Maar voor hem kwamen de heeren Daens en Harmignies.
Van eene redevoering des heeren Daens komt nooit heel veel terecht. De heer Daens beklimt het spreekgestoelte, en begint eene wrokkige rede, met doffe stem, in het Vlaamsch. Onmiddellijk vangen door heel de Kamer de persoonlijke gesprekken aan, zoodat het gonst als een biekorf op een schoonen Juliochtend. De heer Daens zwaait een paar maal wanhopig met zijne armen, kruist deze daarop als een Napoleon over zijne borst, keert zich daarna naar den voorzitter die, lusteloos, even op zijn bureau tikt. Het helpt natuurlijk niet. En de heer Daens keert naar zijne plaats terug, zeer bewust van het hopelooze in zijn toestand......
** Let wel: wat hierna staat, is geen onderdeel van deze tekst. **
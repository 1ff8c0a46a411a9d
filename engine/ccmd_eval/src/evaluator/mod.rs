//! Template evaluation.
//!
//! # Architecture
//!
//! An [`Engine`] is built once and holds everything shared: the function
//! registry, the host collaborators and the configuration. Each call to
//! [`Engine::evaluate`] creates a private [`Evaluation`] holding the
//! variable table and quota counters, so concurrent evaluations never see
//! each other's state.
//!
//! Directives are evaluated strictly left to right. Within a directive,
//! arguments are evaluated left to right and nested `( ... )` groups are
//! evaluated before the call that contains them, recursing through
//! [`Evaluation::eval_expr`].
//!
//! # Failure handling
//!
//! A function failure is contained: the directive renders as
//! `[name: message]` and evaluation continues. Exceeding a quota aborts the
//! whole evaluation with an [`EngineError`].

mod budget;
mod builder;

pub use builder::EngineBuilder;

use std::fmt;
use std::future::Future;
use std::pin::Pin;
use std::sync::Arc;

use ccmd_lexer::{classify, lex_args, ArgLexer, ArgToken, Directives, Expr, Literal};
use ccmd_value::{Context, Value};
use tracing::{debug, warn};

use crate::config::EngineConfig;
use crate::errors::{EngineError, FnError};
use crate::host::{Platform, Store};
use crate::registry::{CallContext, Callable, FunctionRegistry, SharedRegistry, WriteBack};
use crate::resolve::{resolve_context, resolve_variable};
use crate::vars::VariableTable;
use budget::Budget;

type BoxFuture<'a, T> = Pin<Box<dyn Future<Output = T> + Send + 'a>>;

/// Why an expression produced no value.
#[derive(Debug)]
enum Fault {
    /// A function failed; rendered inline at the directive boundary.
    Contained { function: String, error: FnError },
    /// Evaluation must stop.
    Abort(EngineError),
}

impl From<EngineError> for Fault {
    fn from(err: EngineError) -> Self {
        Fault::Abort(err)
    }
}

type Eval = Result<Value, Fault>;

/// A template engine.
///
/// Cheap to clone; clones share the registry, host and configuration.
#[derive(Clone)]
pub struct Engine {
    registry: SharedRegistry<FunctionRegistry>,
    platform: Arc<dyn Platform>,
    store: Arc<dyn Store>,
    config: Arc<EngineConfig>,
}

impl Engine {
    /// An engine with the built-in functions, default quotas, and no host.
    pub fn new() -> Self {
        EngineBuilder::new().build()
    }

    pub fn builder() -> EngineBuilder {
        EngineBuilder::new()
    }

    pub fn registry(&self) -> &FunctionRegistry {
        &self.registry
    }

    pub fn config(&self) -> &EngineConfig {
        &self.config
    }

    /// Evaluate `template` against `context`.
    ///
    /// `args` become the `Args` context group unless the context already
    /// has one. Text outside directives is copied through unchanged.
    #[tracing::instrument(level = "debug", skip_all, fields(template_len = template.len()))]
    pub async fn evaluate(
        &self,
        template: &str,
        context: &Context,
        args: &[String],
    ) -> Result<String, EngineError> {
        let limit = self.config.max_template_len;
        if template.len() > limit || u32::try_from(template.len()).is_err() {
            return Err(EngineError::TemplateTooLarge {
                len: template.len(),
                limit,
            });
        }

        let context = context.with_args(args);
        let mut eval = Evaluation::new(self, &context);
        let mut out = String::with_capacity(template.len());
        let mut cursor = 0;
        for directive in Directives::new(template) {
            let range = directive.span.range();
            out.push_str(&template[cursor..range.start]);
            let rendered = eval.run_directive(directive.inner, out.len()).await?;
            out.push_str(&rendered);
            eval.budget.check_output(out.len())?;
            cursor = range.end;
        }
        out.push_str(&template[cursor..]);
        eval.budget.check_output(out.len())?;

        debug!(
            effect_calls = eval.budget.effect_calls(),
            variables = eval.vars.len(),
            "template evaluated"
        );
        Ok(out)
    }

    /// Evaluate with a context given as JSON text.
    pub async fn evaluate_json(
        &self,
        template: &str,
        context_json: &str,
        args: &[String],
    ) -> Result<String, EngineError> {
        let context = Context::from_json_str(context_json)?;
        self.evaluate(template, &context, args).await
    }
}

impl Default for Engine {
    fn default() -> Self {
        Self::new()
    }
}

impl fmt::Debug for Engine {
    fn fmt(&self, f: &mut fmt::Formatter<'_>) -> fmt::Result {
        f.debug_struct("Engine")
            .field("functions", &self.registry.len())
            .field("config", &self.config)
            .finish_non_exhaustive()
    }
}

/// State of one evaluation.
struct Evaluation<'e> {
    engine: &'e Engine,
    context: &'e Context,
    vars: VariableTable,
    budget: Budget,
}

impl<'e> Evaluation<'e> {
    fn new(engine: &'e Engine, context: &'e Context) -> Self {
        Evaluation {
            engine,
            context,
            vars: VariableTable::new(),
            budget: Budget::new(&engine.config),
        }
    }

    /// Evaluate one directive to its rendered text, given `used` bytes of
    /// output so far.
    async fn run_directive(&mut self, inner: &str, used: usize) -> Result<String, EngineError> {
        self.budget.enter_directive()?;
        match self.eval_expr(inner, 0).await {
            Ok(value) => value
                .render(self.budget.remaining_output(used))
                .map_err(|_| self.budget.too_large()),
            Err(Fault::Contained { function, error }) => Ok(format!("[{function}: {error}]")),
            Err(Fault::Abort(err)) => Err(err),
        }
    }

    /// Evaluate a directive body or a nested group at `depth`.
    fn eval_expr<'s>(&'s mut self, text: &'s str, depth: usize) -> BoxFuture<'s, Eval> {
        Box::pin(async move {
            self.budget.check_depth(depth)?;
            let text = text.trim();
            let expr = classify(text);
            debug!(kind = ?expr.kind(), depth, "expression");
            match expr {
                Expr::Assignment { name, op, rhs } => {
                    let value = self.eval_expr(rhs, depth + 1).await?;
                    debug!(variable = name, ?op, value = value.type_name(), "assign");
                    self.vars.assign(name, value);
                    Ok(Value::Null)
                }
                Expr::PathReference(path) => Ok(self.resolve_reference(path)),
                Expr::FunctionCall { name, rest } => self.call(text, name, rest, depth).await,
            }
        })
    }

    /// Resolve the leading reference of `text`; anything after it is ignored.
    fn resolve_reference(&self, text: &str) -> Value {
        match ArgLexer::new(text).next() {
            Some(ArgToken::Variable { name, path }) => resolve_variable(
                &self.vars,
                name,
                &path,
                self.engine.config.json_fallback,
            ),
            Some(ArgToken::ContextPath(path)) => resolve_context(self.context, &path),
            _ => Value::empty_str(),
        }
    }

    async fn call(&mut self, text: &str, name: &str, rest: &str, depth: usize) -> Eval {
        // A lone literal or group evaluates to itself.
        if let [token] = lex_args(text).as_slice() {
            if matches!(
                token,
                ArgToken::Quoted(_)
                    | ArgToken::Group(_)
                    | ArgToken::Literal(Literal::Int(_) | Literal::Float(_) | Literal::Bool(_))
            ) {
                return self.eval_arg(token, depth).await;
            }
        }

        let engine = self.engine;
        let Some(descriptor) = engine.registry.get(name) else {
            debug!(function = name, "unknown function, emitting text");
            return Ok(Value::string(text));
        };

        let tokens = lex_args(rest);
        let mut args = Vec::with_capacity(tokens.len());
        for token in &tokens {
            args.push(self.eval_arg(token, depth).await?);
        }

        let contained = |error: FnError| Fault::Contained {
            function: name.to_string(),
            error,
        };
        descriptor.check_arity(args.len()).map_err(contained)?;

        let result = match &descriptor.callable {
            Callable::Pure(f) => f(&args),
            Callable::Effecting(f) => {
                self.budget.charge_effect()?;
                let cx = CallContext {
                    context: self.context,
                    platform: &*engine.platform,
                    store: &*engine.store,
                    config: &engine.config,
                };
                let result = f.call(&cx, args).await;
                if let Err(err) = &result {
                    warn!(function = name, error = %err, "effecting call failed");
                }
                result
            }
        };
        let value = result.map_err(contained)?;

        // Write-back applies only to a call that is the whole directive.
        if depth == 0 && descriptor.write_back == WriteBack::FirstArgument {
            if let Some(var) = tokens.first().and_then(ArgToken::as_plain_variable) {
                self.vars.assign(var, value);
                return Ok(Value::Null);
            }
        }
        Ok(value)
    }

    async fn eval_arg(&mut self, token: &ArgToken<'_>, depth: usize) -> Eval {
        Ok(match token {
            ArgToken::Quoted(text) => Value::string(*text),
            ArgToken::Literal(literal) => literal_value(*literal),
            ArgToken::Variable { name, path } => {
                resolve_variable(&self.vars, name, path, self.engine.config.json_fallback)
            }
            ArgToken::ContextPath(path) => resolve_context(self.context, path),
            ArgToken::Group(inner) => return self.eval_expr(inner, depth + 1).await,
        })
    }
}

fn literal_value(literal: Literal<'_>) -> Value {
    match literal {
        Literal::Int(n) => Value::Int(n),
        Literal::Float(f) => Value::Float(f),
        Literal::Bool(b) => Value::Bool(b),
        Literal::Text(text) => Value::string(text),
    }
}
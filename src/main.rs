use drusdenx_search::schema::FieldType;
use drusdenx_search::{Config, Document, Engine, Query, Schema, SchemaField, Value};

/// Thin CLI front end: builds a small in-memory collection from stdin-free
/// sample data and runs one query, printing the ranked hits. Exists to give
/// the crate a runnable entry point beyond its library API and demos.
fn main() -> drusdenx_search::Result<()> {
    let config = Config::default();

    let mut schema = Schema::new();
    schema.add_field("title", SchemaField::new(FieldType::String))?;
    schema.add_field("body", SchemaField::new(FieldType::String))?;

    let mut engine = Engine::from_config(&config, schema);
    engine.add(
        Document::new("")
            .with_field("title", Value::String("Getting started".into()))
            .with_field("body", Value::String("How to install and configure the engine".into())),
        Some("intro".into()),
    )?;
    engine.add(
        Document::new("")
            .with_field("title", Value::String("Advanced queries".into()))
            .with_field("body", Value::String("Filters, facets and fuzzy matching explained".into())),
        Some("advanced".into()),
    )?;

    let query = std::env::args().nth(1).unwrap_or_else(|| "engine".to_string());
    let result = engine.search(&Query::new(query.clone()));

    println!("query: {query:?} -> {} hits ({:?})", result.count, result.elapsed);
    for hit in result.hits {
        println!("  {} (score {:.4})", hit.id, hit.score);
    }

    Ok(())
}
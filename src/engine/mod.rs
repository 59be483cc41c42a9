use crate::analysis::{StandardTokenizer, Tokenizer};
use crate::core::config::Config;
use crate::core::error::{Error, ErrorKind, Result};
use crate::core::types::{DocId, Document, Value};
use crate::index::{DocumentStore, FacetIndex, InvertedIndex, NumericIndex, Trie};
use crate::query::pipeline::{self, QueryContext};
use crate::query::{Query, SearchResult};
use crate::schema::Schema;
use crate::scoring::Bm25;
use std::collections::HashMap;

/// A single collection: one schema, one set of indexes, one document store
/// (component C7). Mutation is non-incremental — `update` is implemented as
/// `delete` followed by `add` over the merged document, and `add` either
/// fully indexes a document or leaves the collection untouched.
pub struct Engine {
    schema: Schema,
    tokenizer: Box<dyn Tokenizer>,
    bm25: Bm25,
    phrase_bonus: f64,
    next_doc_id: u32,
    ids: HashMap<String, DocId>,
    trie: Trie,
    inverted: InvertedIndex,
    facets: FacetIndex,
    numeric: NumericIndex,
    store: DocumentStore,
}

impl Engine {
    pub fn new(schema: Schema) -> Self {
        Engine {
            schema,
            tokenizer: Box::new(StandardTokenizer),
            bm25: Bm25::default(),
            phrase_bonus: 1.5,
            next_doc_id: 0,
            ids: HashMap::new(),
            trie: Trie::new(),
            inverted: InvertedIndex::new(),
            facets: FacetIndex::new(),
            numeric: NumericIndex::new(),
            store: DocumentStore::new(),
        }
    }

    /// Builds an `Engine` whose BM25 constants and phrase bonus come from
    /// `config` rather than the library defaults, so a `CollectionRegistry`
    /// instantiating many collections from one `Config` gets consistent
    /// ranking behavior across all of them.
    pub fn from_config(config: &Config, schema: Schema) -> Self {
        Engine::new(schema)
            .with_bm25(config.bm25_k1, config.bm25_b)
            .with_phrase_bonus(config.phrase_bonus)
    }

    pub fn with_bm25(mut self, k1: f64, b: f64) -> Self {
        self.bm25 = Bm25::new(k1, b);
        self
    }

    pub fn with_phrase_bonus(mut self, phrase_bonus: f64) -> Self {
        self.phrase_bonus = phrase_bonus;
        self
    }

    pub fn schema(&self) -> &Schema {
        &self.schema
    }

    /// Adds `document` under `id`, generating a random id when none is given.
    /// Fails with `DuplicateId` if the id is already present; otherwise the
    /// document is tokenized and routed into every index in one pass — no
    /// partial state is left behind on failure.
    pub fn add(&mut self, document: Document, id: Option<String>) -> Result<String> {
        let id = id.unwrap_or_else(|| uuid::Uuid::new_v4().to_string());
        if self.ids.contains_key(&id) {
            return Err(Error::duplicate_id(&id));
        }

        let mut document = document;
        document.id = id.clone();

        let doc_id = DocId::new(self.next_doc_id);
        self.next_doc_id += 1;
        self.ids.insert(id.clone(), doc_id);

        let length = self.index_document(doc_id, &document);
        self.store.insert(doc_id, document, length);

        Ok(id)
    }

    /// Overlays `partial`'s fields onto the stored document and re-indexes the
    /// result. Implemented as un-index + index rather than an incremental
    /// diff (spec §4.5: `update = delete + add`).
    pub fn update(&mut self, id: &str, partial: Document) -> Result<bool> {
        let Some(&doc_id) = self.ids.get(id) else {
            return Ok(false);
        };
        let Some(existing) = self.store.get(doc_id) else {
            return Ok(false);
        };
        let merged = existing.merged_with(&partial);

        self.unindex_document(doc_id);
        self.store.remove(doc_id);
        let length = self.index_document(doc_id, &merged);
        self.store.insert(doc_id, merged, length);

        Ok(true)
    }

    pub fn delete(&mut self, id: &str) -> Result<bool> {
        let Some(doc_id) = self.ids.remove(id) else {
            return Ok(false);
        };
        self.unindex_document(doc_id);
        self.store.remove(doc_id);
        Ok(true)
    }

    pub fn get_document(&self, id: &str) -> Option<&Document> {
        let doc_id = *self.ids.get(id)?;
        self.store.get(doc_id)
    }

    pub fn document_count(&self) -> usize {
        self.store.doc_count()
    }

    /// Rebuilds an `Engine` from a decoded snapshot record. C2 (the trie) is
    /// never persisted; it is rebuilt here from the inverted index's tokens,
    /// and BM25 constants reset to their defaults (spec §9: a snapshot is a
    /// content-only artifact, not a full configuration dump).
    pub(crate) fn from_snapshot(
        schema: Schema,
        next_doc_id: u32,
        ids: HashMap<String, DocId>,
        documents: Vec<(DocId, Document, usize)>,
        inverted_entries: Vec<(String, DocId, Vec<u32>)>,
        facet_entries: Vec<(String, String, Vec<DocId>)>,
        numeric_entries: Vec<(String, f64, DocId)>,
    ) -> Self {
        let mut engine = Engine::new(schema);
        engine.next_doc_id = next_doc_id;
        engine.ids = ids;

        for (doc_id, document, length) in documents {
            engine.store.insert(doc_id, document, length);
        }

        for (token, doc_id, positions) in inverted_entries {
            for position in positions {
                engine
                    .inverted
                    .index_token_position(&mut engine.trie, &token, doc_id, position);
            }
        }

        for (field, value, doc_ids) in facet_entries {
            for doc_id in doc_ids {
                engine.facets.add(&field, &value, doc_id);
            }
        }

        for (field, value, doc_id) in numeric_entries {
            engine.numeric.insert(&field, value, doc_id);
        }

        engine
    }

    pub(crate) fn next_doc_id_for_snapshot(&self) -> u32 {
        self.next_doc_id
    }

    pub(crate) fn ids_for_snapshot(&self) -> HashMap<String, DocId> {
        self.ids.clone()
    }

    pub(crate) fn documents_for_snapshot(&self) -> Vec<(DocId, Document, usize)> {
        self.store
            .iter()
            .map(|(&doc_id, document)| (doc_id, document.clone(), self.store.length(doc_id).unwrap_or(0)))
            .collect()
    }

    pub(crate) fn inverted_entries_for_snapshot(&self) -> Vec<(String, DocId, Vec<u32>)> {
        self.inverted
            .iter_entries()
            .map(|(token, &doc_id, positions)| (token.to_string(), doc_id, positions.to_vec()))
            .collect()
    }

    pub(crate) fn facet_entries_for_snapshot(&self) -> Vec<(String, String, Vec<DocId>)> {
        self.facets
            .iter_entries()
            .map(|(field, value, docs)| (field.to_string(), value.to_string(), docs.iter().copied().collect()))
            .collect()
    }

    pub(crate) fn numeric_entries_for_snapshot(&self) -> Vec<(String, f64, DocId)> {
        self.numeric
            .iter_entries()
            .map(|(field, value, doc_id)| (field.to_string(), value, doc_id))
            .collect()
    }

    pub fn search(&self, query: &Query) -> SearchResult {
        let ctx = QueryContext {
            schema: &self.schema,
            tokenizer: self.tokenizer.as_ref(),
            inverted: &self.inverted,
            trie: &self.trie,
            facets: &self.facets,
            numeric: &self.numeric,
            store: &self.store,
            bm25: self.bm25,
            phrase_bonus: self.phrase_bonus,
        };
        pipeline::execute(query, &ctx)
    }

    /// Walks the schema's string fields in declaration order, assigning a
    /// single monotonic position counter across all of them (spec §3), so a
    /// quoted phrase can span two adjacent fields. Facetable and sortable
    /// fields are additionally routed into C4/C5 regardless of type.
    fn index_document(&mut self, doc_id: DocId, document: &Document) -> usize {
        let mut position: u32 = 0;

        for field_name in self.schema.ordered_string_fields() {
            let Some(value) = document.get_field(&field_name) else { continue };
            match value {
                Value::String(text) => {
                    for token in self.tokenizer.tokenize(text) {
                        self.inverted
                            .index_token_position(&mut self.trie, &token, doc_id, position);
                        position += 1;
                    }
                }
                Value::StringList(items) => {
                    for item in items {
                        for token in self.tokenizer.tokenize(item) {
                            self.inverted
                                .index_token_position(&mut self.trie, &token, doc_id, position);
                            position += 1;
                        }
                    }
                }
                _ => {}
            }
        }

        for (field_name, schema_field) in self.schema.fields() {
            let Some(value) = document.get_field(field_name) else { continue };
            if schema_field.facetable {
                match value {
                    Value::String(s) => self.facets.add(field_name, s, doc_id),
                    Value::StringList(items) => {
                        for item in items {
                            self.facets.add(field_name, item, doc_id);
                        }
                    }
                    Value::Number(n) => self.facets.add(field_name, &n.to_string(), doc_id),
                    Value::Bool(b) => self.facets.add(field_name, &b.to_string(), doc_id),
                }
            }
            if schema_field.sortable {
                if let Some(n) = value.as_f64() {
                    self.numeric.insert(field_name, n, doc_id);
                }
            }
        }

        position as usize
    }

    fn unindex_document(&mut self, doc_id: DocId) {
        let Some(document) = self.store.get(doc_id).cloned() else { return };

        for field_name in self.schema.ordered_string_fields() {
            let Some(value) = document.get_field(&field_name) else { continue };
            let texts: Vec<&str> = match value {
                Value::String(text) => vec![text.as_str()],
                Value::StringList(items) => items.iter().map(String::as_str).collect(),
                _ => Vec::new(),
            };
            for text in texts {
                for token in self.tokenizer.tokenize(text) {
                    self.inverted.remove_document(&mut self.trie, &token, doc_id);
                }
            }
        }

        for (field_name, schema_field) in self.schema.fields() {
            if !schema_field.facetable {
                continue;
            }
            let Some(value) = document.get_field(field_name) else { continue };
            match value {
                Value::String(s) => self.facets.remove(field_name, s, doc_id),
                Value::StringList(items) => {
                    for item in items {
                        self.facets.remove(field_name, item, doc_id);
                    }
                }
                Value::Number(n) => self.facets.remove(field_name, &n.to_string(), doc_id),
                Value::Bool(b) => self.facets.remove(field_name, &b.to_string(), doc_id),
            }
        }

        for (field_name, _) in self.schema.fields().filter(|(_, f)| f.sortable) {
            self.numeric.remove(field_name, doc_id);
        }
    }
}
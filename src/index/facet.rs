use crate::core::types::DocId;
use std::collections::{BTreeMap, BTreeSet};

/// field → value → docId set (component C4).
///
/// Value equality is exact string equality on the raw, pre-tokenization
/// value — a facet field is never tokenized, only indexed verbatim.
#[derive(Debug, Default)]
pub struct FacetIndex {
    fields: BTreeMap<String, BTreeMap<String, BTreeSet<DocId>>>,
}

impl FacetIndex {
    pub fn new() -> Self {
        FacetIndex::default()
    }

    pub fn add(&mut self, field: &str, value: &str, doc: DocId) {
        self.fields
            .entry(field.to_string())
            .or_default()
            .entry(value.to_string())
            .or_default()
            .insert(doc);
    }

    /// Removes `doc` from `(field, value)`. Garbage-collects the value entry
    /// once its last docId is removed.
    pub fn remove(&mut self, field: &str, value: &str, doc: DocId) {
        let Some(values) = self.fields.get_mut(field) else { return };
        if let Some(docs) = values.get_mut(value) {
            docs.remove(&doc);
            if docs.is_empty() {
                values.remove(value);
            }
        }
        if values.is_empty() {
            self.fields.remove(field);
        }
    }

    pub fn docs_for(&self, field: &str, value: &str) -> Option<&BTreeSet<DocId>> {
        self.fields.get(field)?.get(value)
    }

    pub fn has_field(&self, field: &str) -> bool {
        self.fields.contains_key(field)
    }

    pub fn values_for(&self, field: &str) -> impl Iterator<Item = (&String, &BTreeSet<DocId>)> {
        self.fields.get(field).into_iter().flat_map(|values| values.iter())
    }

    /// All `(field, value, docIds)` triples, used by the snapshot codec.
    pub fn iter_entries(&self) -> impl Iterator<Item = (&str, &str, &BTreeSet<DocId>)> {
        self.fields.iter().flat_map(|(field, values)| {
            values
                .iter()
                .map(move |(value, docs)| (field.as_str(), value.as_str(), docs))
        })
    }
}

#[cfg(test)]
mod tests {
    use super::*;

    #[test]
    fn add_and_remove_gc_empty_entries() {
        let mut facets = FacetIndex::new();
        facets.add("brand", "Acme", DocId(1));
        facets.add("brand", "Acme", DocId(2));
        assert_eq!(facets.docs_for("brand", "Acme").unwrap().len(), 2);

        facets.remove("brand", "Acme", DocId(1));
        assert_eq!(facets.docs_for("brand", "Acme").unwrap().len(), 1);

        facets.remove("brand", "Acme", DocId(2));
        assert!(facets.docs_for("brand", "Acme").is_none());
        assert!(!facets.has_field("brand"));
    }
}
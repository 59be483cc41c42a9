pub mod facet;
pub mod inverted;
pub mod numeric;
pub mod store;
pub mod trie;

pub use facet::FacetIndex;
pub use inverted::InvertedIndex;
pub use numeric::{NumericIndex, RangeBounds};
pub use store::DocumentStore;
pub use trie::Trie;
use serde::{Deserialize, Serialize};
use std::collections::HashMap;

/// Dense surrogate key assigned to a document on `add` and never reused.
///
/// The public API identifies documents by their string `id`; internally the
/// positional index, facet sets and numeric lists key on this newtype so
/// postings stay compact.
#[derive(Debug, Clone, Copy, PartialEq, Eq, PartialOrd, Ord, Hash, Serialize, Deserialize)]
pub struct DocId(pub u32);

impl DocId {
    pub fn new(id: u32) -> Self {
        DocId(id)
    }

    pub fn value(&self) -> u32 {
        self.0
    }
}

/// A document field value. `StringList` lets a single field hold several
/// strings (e.g. tags) that are each tokenized and faceted independently.
#[derive(Debug, Clone, PartialEq, Serialize, Deserialize)]
#[serde(tag = "type", content = "value")]
pub enum Value {
    String(String),
    Number(f64),
    Bool(bool),
    StringList(Vec<String>),
}

impl Value {
    pub fn as_str(&self) -> Option<&str> {
        match self {
            Value::String(s) => Some(s),
            _ => None,
        }
    }

    pub fn as_f64(&self) -> Option<f64> {
        match self {
            Value::Number(n) => Some(*n),
            _ => None,
        }
    }

    pub fn as_string_list(&self) -> Option<&[String]> {
        match self {
            Value::StringList(items) => Some(items),
            _ => None,
        }
    }
}

/// A stored document: the caller's `id` plus an open field map.
///
/// Fields absent from the schema are still stored verbatim and returned on
/// `get`/`search`, but they are never indexed.
#[derive(Debug, Clone, PartialEq, Serialize, Deserialize)]
pub struct Document {
    pub id: String,
    pub fields: HashMap<String, Value>,
}

impl Document {
    pub fn new(id: impl Into<String>) -> Self {
        Document {
            id: id.into(),
            fields: HashMap::new(),
        }
    }

    pub fn with_field(mut self, name: impl Into<String>, value: Value) -> Self {
        self.fields.insert(name.into(), value);
        self
    }

    pub fn get_field(&self, name: &str) -> Option<&Value> {
        self.fields.get(name)
    }

    /// Overlay `partial`'s fields onto a clone of `self`, used by `update`.
    pub fn merged_with(&self, partial: &Document) -> Document {
        let mut merged = self.clone();
        for (name, value) in &partial.fields {
            merged.fields.insert(name.clone(), value.clone());
        }
        merged
    }
}

#[cfg(test)]
mod tests {
    use super::*;

    #[test]
    fn merge_overlays_only_present_fields() {
        let base = Document::new("1")
            .with_field("title", Value::String("Laptop".into()))
            .with_field("price", Value::Number(10.0));
        let partial = Document::new("1").with_field("price", Value::Number(20.0));

        let merged = base.merged_with(&partial);
        assert_eq!(merged.get_field("title"), Some(&Value::String("Laptop".into())));
        assert_eq!(merged.get_field("price"), Some(&Value::Number(20.0)));
    }
}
Als redenaar is de heer Harmignies al niet veel interessanter. Zijne - lovende - ontleding der wet levert niets op, dat wij rechts nog niet zouden hebben gehoord. Dan verleen ik maar liever onmiddellijk het woord aan den heer Masson, toonbeeld van den Waalschen vechthaan, die maar rechtstreeks, zij het dan natuurlijk maar bij tonge, den minister aanpakt.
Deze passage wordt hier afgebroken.